*ACTION ITEM*:
Would it be possible to reproduce every entry exactly, please?
⟨
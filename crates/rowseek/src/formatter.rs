//! Per-column value transforms applied before filtering and sorting.
//!
//! A [`ColumnFormatters`] maps a column name to a pure function. The name
//! decides what the function receives:
//!
//! | Column name | Target | Function receives |
//! |-------------|--------|-------------------|
//! | an existing leaf path (`person.firstName`) | [`ColumnTarget::Exact`] | the leaf |
//! | a parent path (`person`) | [`ColumnTarget::Nested`] | the rebuilt sub-object |
//! | anything else (`fullName`) | [`ColumnTarget::Synthetic`] | the whole rebuilt record |
//!
//! In every case the result is stored under the column name, so it can be
//! queried and sorted like any other column. The target is resolved once per
//! column against the collection ([`ColumnFormatters::resolve`]), not probed
//! again for every row.
//!
//! ```
//! use rowseek::{flatten, ColumnFormatters};
//! use serde_json::{json, Value};
//!
//! let formatters = ColumnFormatters::new()
//!     .with("person", |p: &Value| p["firstName"].clone())
//!     .with("age", |a: &Value| json!(a.as_i64().unwrap_or(0) * 2));
//!
//! let row = flatten(&json!({"person": {"firstName": "night"}, "age": 4}));
//! let formatted = formatters.apply(&row);
//! assert_eq!(formatted["person"], json!("night"));
//! assert_eq!(formatted["age"], json!(8));
//! ```

use std::fmt;
use std::sync::Arc;

use indexmap::IndexMap;
use serde_json::Value;

use crate::path::{self, FlatRow};

/// A column transform.
pub type FormatFn = Arc<dyn Fn(&Value) -> Value + Send + Sync>;

/// Insertion-ordered map of column name to transform.
///
/// Cloning is cheap (the functions are shared). The engine never mutates a
/// caller's formatters; scoping produces a new map.
#[derive(Clone, Default)]
pub struct ColumnFormatters {
    entries: IndexMap<String, FormatFn>,
}

impl ColumnFormatters {
    /// Creates an empty formatter map. Applying it is the identity.
    pub fn new() -> Self {
        Self::default()
    }

    /// Adds a formatter, builder style.
    pub fn with<F>(mut self, column: impl Into<String>, f: F) -> Self
    where
        F: Fn(&Value) -> Value + Send + Sync + 'static,
    {
        self.insert(column, Arc::new(f));
        self
    }

    /// Adds or replaces the formatter for `column`.
    ///
    /// Replacing keeps the column's original position.
    pub fn insert(&mut self, column: impl Into<String>, f: FormatFn) {
        self.entries.insert(column.into(), f);
    }

    /// Returns the formatter for `column`.
    pub fn get(&self, column: &str) -> Option<&FormatFn> {
        self.entries.get(column)
    }

    /// Returns `true` if a formatter exists for `column`.
    pub fn contains(&self, column: &str) -> bool {
        self.entries.contains_key(column)
    }

    /// Column names, in insertion order.
    pub fn names(&self) -> impl Iterator<Item = &str> {
        self.entries.keys().map(String::as_str)
    }

    pub fn len(&self) -> usize {
        self.entries.len()
    }

    pub fn is_empty(&self) -> bool {
        self.entries.is_empty()
    }

    /// Returns the subset of formatters whose names are in `columns`,
    /// keeping this map's order.
    pub fn scoped<S: AsRef<str>>(&self, columns: &[S]) -> ColumnFormatters {
        let entries = self
            .entries
            .iter()
            .filter(|(name, _)| columns.iter().any(|c| c.as_ref() == name.as_str()))
            .map(|(name, f)| (name.clone(), Arc::clone(f)))
            .collect();
        ColumnFormatters { entries }
    }

    /// Applies the formatter for `column` to a single value, if one exists.
    ///
    /// This is how query literals are normalised by a query-value formatter.
    pub fn format_value(&self, column: &str, value: &Value) -> Option<Value> {
        self.get(column).map(|f| f(value))
    }

    /// Resolves every formatter against the columns present in `rows`.
    pub fn resolve(&self, rows: &[FlatRow]) -> ResolvedFormatters {
        let entries = self
            .entries
            .iter()
            .map(|(name, f)| {
                let target = ColumnTarget::detect(name, rows);
                tracing::debug!(column = %name, ?target, "resolved column formatter");
                ResolvedFormatter {
                    column: name.clone(),
                    target,
                    f: Arc::clone(f),
                }
            })
            .collect();
        ResolvedFormatters { entries }
    }

    /// Formats a single row, resolving each formatter against that row.
    ///
    /// Returns a new row; the input is untouched.
    pub fn apply(&self, row: &FlatRow) -> FlatRow {
        if self.is_empty() {
            return row.clone();
        }
        self.resolve(std::slice::from_ref(row)).apply(row)
    }
}

impl fmt::Debug for ColumnFormatters {
    fn fmt(&self, f: &mut fmt::Formatter<'_>) -> fmt::Result {
        f.debug_list().entries(self.names()).finish()
    }
}

/// What a formatter's column name refers to.
#[derive(Debug, Clone, Copy, PartialEq, Eq)]
pub enum ColumnTarget {
    /// The name is a leaf path; the formatter transforms that leaf.
    Exact,
    /// The name is a parent of leaf paths; the formatter receives the
    /// rebuilt sub-object.
    Nested,
    /// The name matches nothing; the formatter derives a new column from the
    /// whole record.
    Synthetic,
}

impl ColumnTarget {
    /// Classifies `column` against the keys present in any of `rows`.
    pub fn detect(column: &str, rows: &[FlatRow]) -> ColumnTarget {
        if rows.iter().any(|row| row.contains_key(column)) {
            ColumnTarget::Exact
        } else if rows
            .iter()
            .any(|row| path::keys_under(row, column).next().is_some())
        {
            ColumnTarget::Nested
        } else {
            ColumnTarget::Synthetic
        }
    }
}

/// A formatter bound to its resolved [`ColumnTarget`].
#[derive(Clone)]
pub struct ResolvedFormatter {
    column: String,
    target: ColumnTarget,
    f: FormatFn,
}

impl ResolvedFormatter {
    pub fn column(&self) -> &str {
        &self.column
    }

    pub fn target(&self) -> ColumnTarget {
        self.target
    }

    /// Computes this formatter's output for `row`.
    ///
    /// Returns `None` when the row has nothing for an exact or nested
    /// column; the column then stays absent.
    fn compute(&self, row: &FlatRow) -> Option<Value> {
        match self.target {
            ColumnTarget::Exact => row.get(&self.column).map(|leaf| (self.f)(leaf)),
            ColumnTarget::Nested => {
                path::subtree(row, &self.column).map(|sub| (self.f)(&sub))
            }
            ColumnTarget::Synthetic => Some((self.f)(&path::unflatten(row))),
        }
    }
}

impl fmt::Debug for ResolvedFormatter {
    fn fmt(&self, f: &mut fmt::Formatter<'_>) -> fmt::Result {
        f.debug_struct("ResolvedFormatter")
            .field("column", &self.column)
            .field("target", &self.target)
            .finish()
    }
}

/// Formatters resolved against a collection, ready to apply row by row.
#[derive(Debug, Clone, Default)]
pub struct ResolvedFormatters {
    entries: Vec<ResolvedFormatter>,
}

impl ResolvedFormatters {
    pub fn is_empty(&self) -> bool {
        self.entries.is_empty()
    }

    pub fn iter(&self) -> impl Iterator<Item = &ResolvedFormatter> {
        self.entries.iter()
    }

    /// Returns a formatted copy of `row`.
    ///
    /// Every formatter reads the original row, so no formatter sees
    /// another's output within the same call.
    pub fn apply(&self, row: &FlatRow) -> FlatRow {
        let mut out = row.clone();
        for formatter in &self.entries {
            if let Some(value) = formatter.compute(row) {
                out.insert(formatter.column.clone(), value);
            }
        }
        out
    }
}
⟩
*REPLY*:
filename crates/rowseek/src/formatter.rs
//! Per-column value transforms applied before filtering and sorting.
//!
//! A [`ColumnFormatters`] maps a column name to a pure function. The name
//! decides what the function receives:
//!
//! | Column name | Target | Function receives |
//! |-------------|--------|-------------------|
//! | an existing leaf path (`person.firstName`) | [`ColumnTarget::Exact`] | the leaf |
//! | a parent path (`person`) | [`ColumnTarget::Nested`] | the rebuilt sub-object |
//! | anything else (`fullName`) | [`ColumnTarget::Synthetic`] | the whole rebuilt record |
//!
//! In every case the result is stored under the column name, so it can be
//! queried and sorted like any other column. The target is resolved once per
//! column against the collection ([`ColumnFormatters::resolve`]), not probed
//! again for every row.
//!
//! ```
//! use rowseek::{flatten, ColumnFormatters};
//! use serde_json::{json, Value};
//!
//! let formatters = ColumnFormatters::new()
//!     .with("person", |p: &Value| p["firstName"].clone())
//!     .with("age", |a: &Value| json!(a.as_i64().unwrap_or(0) * 2));
//!
//! let row = flatten(&json!({"person": {"firstName": "night"}, "age": 4}));
//! let formatted = formatters.apply(&row);
//! assert_eq!(formatted["person"], json!("night"));
//! assert_eq!(formatted["age"], json!(8));
//! ```

use std::fmt;
use std::sync::Arc;

use indexmap::IndexMap;
use serde_json::Value;

use crate::path::{self, FlatRow};

/// A column transform.
pub type FormatFn = Arc<dyn Fn(&Value) -> Value + Send + Sync>;

/// Insertion-ordered map of column name to transform.
///
/// Cloning is cheap (the functions are shared). The engine never mutates a
/// caller's formatters; scoping produces a new map.
#[derive(Clone, Default)]
pub struct ColumnFormatters {
    entries: IndexMap<String, FormatFn>,
}

impl ColumnFormatters {
    /// Creates an empty formatter map. Applying it is the identity.
    pub fn new() -> Self {
        Self::default()
    }

    /// Adds a formatter, builder style.
    pub fn with<F>(mut self, column: impl Into<String>, f: F) -> Self
    where
        F: Fn(&Value) -> Value + Send + Sync + 'static,
    {
        self.insert(column, Arc::new(f));
        self
    }

    /// Adds or replaces the formatter for `column`.
    ///
    /// Replacing keeps the column's original position.
    pub fn insert(&mut self, column: impl Into<String>, f: FormatFn) {
        self.entries.insert(column.into(), f);
    }

    /// Returns the formatter for `column`.
    pub fn get(&self, column: &str) -> Option<&FormatFn> {
        self.entries.get(column)
    }

    /// Returns `true` if a formatter exists for `column`.
    pub fn contains(&self, column: &str) -> bool {
        self.entries.contains_key(column)
    }

    /// Column names, in insertion order.
    pub fn names(&self) -> impl Iterator<Item = &str> {
        self.entries.keys().map(String::as_str)
    }

    pub fn len(&self) -> usize {
        self.entries.len()
    }

    pub fn is_empty(&self) -> bool {
        self.entries.is_empty()
    }

    /// Returns the subset of formatters whose names are in `columns`,
    /// keeping this map's order.
    pub fn scoped<S: AsRef<str>>(&self, columns: &[S]) -> ColumnFormatters {
        let entries = self
            .entries
            .iter()
            .filter(|(name, _)| columns.iter().any(|c| c.as_ref() == name.as_str()))
            .map(|(name, f)| (name.clone(), Arc::clone(f)))
            .collect();
        ColumnFormatters { entries }
    }

    /// Applies the formatter for `column` to a single value, if one exists.
    ///
    /// This is how query literals are normalised by a query-value formatter.
    pub fn format_value(&self, column: &str, value: &Value) -> Option<Value> {
        self.get(column).map(|f| f(value))
    }

    /// Resolves every formatter against the columns present in `rows`.
    pub fn resolve(&self, rows: &[FlatRow]) -> ResolvedFormatters {
        let entries = self
            .entries
            .iter()
            .map(|(name, f)| {
                let target = ColumnTarget::detect(name, rows);
                tracing::debug!(column = %name, ?target, "resolved column formatter");
                ResolvedFormatter {
                    column: name.clone(),
                    target,
                    f: Arc::clone(f),
                }
            })
            .collect();
        ResolvedFormatters { entries }
    }

    /// Formats a single row, resolving each formatter against that row.
    ///
    /// Returns a new row; the input is untouched.
    pub fn apply(&self, row: &FlatRow) -> FlatRow {
        if self.is_empty() {
            return row.clone();
        }
        self.resolve(std::slice::from_ref(row)).apply(row)
    }
}

impl fmt::Debug for ColumnFormatters {
    fn fmt(&self, f: &mut fmt::Formatter<'_>) -> fmt::Result {
        f.debug_list().entries(self.names()).finish()
    }
}

/// What a formatter's column name refers to.
#[derive(Debug, Clone, Copy, PartialEq, Eq)]
pub enum ColumnTarget {
    /// The name is a leaf path; the formatter transforms that leaf.
    Exact,
    /// The name is a parent of leaf paths; the formatter receives the
    /// rebuilt sub-object.
    Nested,
    /// The name matches nothing; the formatter derives a new column from the
    /// whole record.
    Synthetic,
}

impl ColumnTarget {
    /// Classifies `column` against the keys present in any of `rows`.
    pub fn detect(column: &str, rows: &[FlatRow]) -> ColumnTarget {
        if rows.iter().any(|row| row.contains_key(column)) {
            ColumnTarget::Exact
        } else if rows
            .iter()
            .any(|row| path::keys_under(row, column).next().is_some())
        {
            ColumnTarget::Nested
        } else {
            ColumnTarget::Synthetic
        }
    }
}

/// A formatter bound to its resolved [`ColumnTarget`].
#[derive(Clone)]
pub struct ResolvedFormatter {
    column: String,
    target: ColumnTarget,
    f: FormatFn,
}

impl ResolvedFormatter {
    pub fn column(&self) -> &str {
        &self.column
    }

    pub fn target(&self) -> ColumnTarget {
        self.target
    }

    /// Computes this formatter's output for `row`.
    ///
    /// Returns `None` when the row has nothing for an exact or nested
    /// column; the column then stays absent.
    fn compute(&self, row: &FlatRow) -> Option<Value> {
        match self.target {
            ColumnTarget::Exact => row.get(&self.column).map(|leaf| (self.f)(leaf)),
            ColumnTarget::Nested => {
                path::subtree(row, &self.column).map(|sub| (self.f)(&sub))
            }
            ColumnTarget::Synthetic => Some((self.f)(&path::unflatten(row))),
        }
    }
}

impl fmt::Debug for ResolvedFormatter {
    fn fmt(&self, f: &mut fmt::Formatter<'_>) -> fmt::Result {
        f.debug_struct("ResolvedFormatter")
            .field("column", &self.column)
            .field("target", &self.target)
            .finish()
    }
}

/// Formatters resolved against a collection, ready to apply row by row.
#[derive(Debug, Clone, Default)]
pub struct ResolvedFormatters {
    entries: Vec<ResolvedFormatter>,
}

impl ResolvedFormatters {
    pub fn is_empty(&self) -> bool {
        self.entries.is_empty()
    }

    pub fn iter(&self) -> impl Iterator<Item = &ResolvedFormatter> {
        self.entries.iter()
    }

    /// Returns a formatted copy of `row`.
    ///
    /// Every formatter reads the original row, so no formatter sees
    /// another's output within the same call.
    pub fn apply(&self, row: &FlatRow) -> FlatRow {
        let mut out = row.clone();
        for formatter in &self.entries {
            if let Some(value) = formatter.compute(row) {
                out.insert(formatter.column.clone(), value);
            }
        }
        out
    }
}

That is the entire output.